*WORK TO BE COMPLETED:* The data below must be returned in full and exactly.

*SUPPLIED INFORMATION:*
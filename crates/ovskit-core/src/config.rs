// ── Runtime connection configuration ──
//
// Describes *where* the database lives and how long to wait for it.
// Never touches disk: `ovskit-config` (or a test) builds a `SwitchConfig`
// and hands it in.

use std::time::Duration;

use ovskit_api::{Endpoint, TransportKind};

use crate::error::CoreError;

pub const DEFAULT_DATABASE: &str = "Open_vSwitch";

/// Configuration for a single switch connection.
#[derive(Debug, Clone, PartialEq, Eq)]
pub struct SwitchConfig {
    /// Socket family to dial.
    pub transport: TransportKind,
    /// `host:port` or socket path. `None` uses the transport's default.
    pub endpoint: Option<String>,
    /// Database name on the server.
    pub database: String,
    /// Per-request timeout. `None` waits indefinitely.
    pub timeout: Option<Duration>,
}

impl Default for SwitchConfig {
    fn default() -> Self {
        Self {
            transport: TransportKind::Unix,
            endpoint: None,
            database: DEFAULT_DATABASE.into(),
            timeout: Some(Duration::from_secs(30)),
        }
    }
}

impl SwitchConfig {
    /// Resolve the endpoint to dial, applying transport defaults.
    pub fn endpoint(&self) -> Result<Endpoint, CoreError> {
        Ok(Endpoint::resolve(self.transport, self.endpoint.as_deref())?)
    }
}

#[cfg(test)]
#[allow(clippy::unwrap_used)]
mod tests {
    use super::*;

    #[test]
    fn default_dials_local_socket() {
        let config = SwitchConfig::default();
        assert_eq!(config.database, "Open_vSwitch");
        assert_eq!(
            config.endpoint().unwrap().to_string(),
            "unix:/var/run/openvswitch/db.sock"
        );
    }

    #[test]
    fn bad_endpoint_is_a_config_error() {
        let config = SwitchConfig {
            transport: TransportKind::Tcp,
            endpoint: Some("host:notaport".into()),
            ..SwitchConfig::default()
        };
        assert!(matches!(config.endpoint(), Err(CoreError::Config { .. })));
    }
}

*TASK SOLUTION:*
filename crates/ovskit-core/src/config.rs
// ── Runtime connection configuration ──
//
// Describes *where* the database lives and how long to wait for it.
// Never touches disk: `ovskit-config` (or a test) builds a `SwitchConfig`
// and hands it in.

use std::time::Duration;

use ovskit_api::{Endpoint, TransportKind};

use crate::error::CoreError;

pub const DEFAULT_DATABASE: &str = "Open_vSwitch";

/// Configuration for a single switch connection.
#[derive(Debug, Clone, PartialEq, Eq)]
pub struct SwitchConfig {
    /// Socket family to dial.
    pub transport: TransportKind,
    /// `host:port` or socket path. `None` uses the transport's default.
    pub endpoint: Option<String>,
    /// Database name on the server.
    pub database: String,
    /// Per-request timeout. `None` waits indefinitely.
    pub timeout: Option<Duration>,
}

impl Default for SwitchConfig {
    fn default() -> Self {
        Self {
            transport: TransportKind::Unix,
            endpoint: None,
            database: DEFAULT_DATABASE.into(),
            timeout: Some(Duration::from_secs(30)),
        }
    }
}

impl SwitchConfig {
    /// Resolve the endpoint to dial, applying transport defaults.
    pub fn endpoint(&self) -> Result<Endpoint, CoreError> {
        Ok(Endpoint::resolve(self.transport, self.endpoint.as_deref())?)
    }
}

#[cfg(test)]
#[allow(clippy::unwrap_used)]
mod tests {
    use super::*;

    #[test]
    fn default_dials_local_socket() {
        let config = SwitchConfig::default();
        assert_eq!(config.database, "Open_vSwitch");
        assert_eq!(
            config.endpoint().unwrap().to_string(),
            "unix:/var/run/openvswitch/db.sock"
        );
    }

    #[test]
    fn bad_endpoint_is_a_config_error() {
        let config = SwitchConfig {
            transport: TransportKind::Tcp,
            endpoint: Some("host:notaport".into()),
            ..SwitchConfig::default()
        };
        assert!(matches!(config.endpoint(), Err(CoreError::Config { .. })));
    }
}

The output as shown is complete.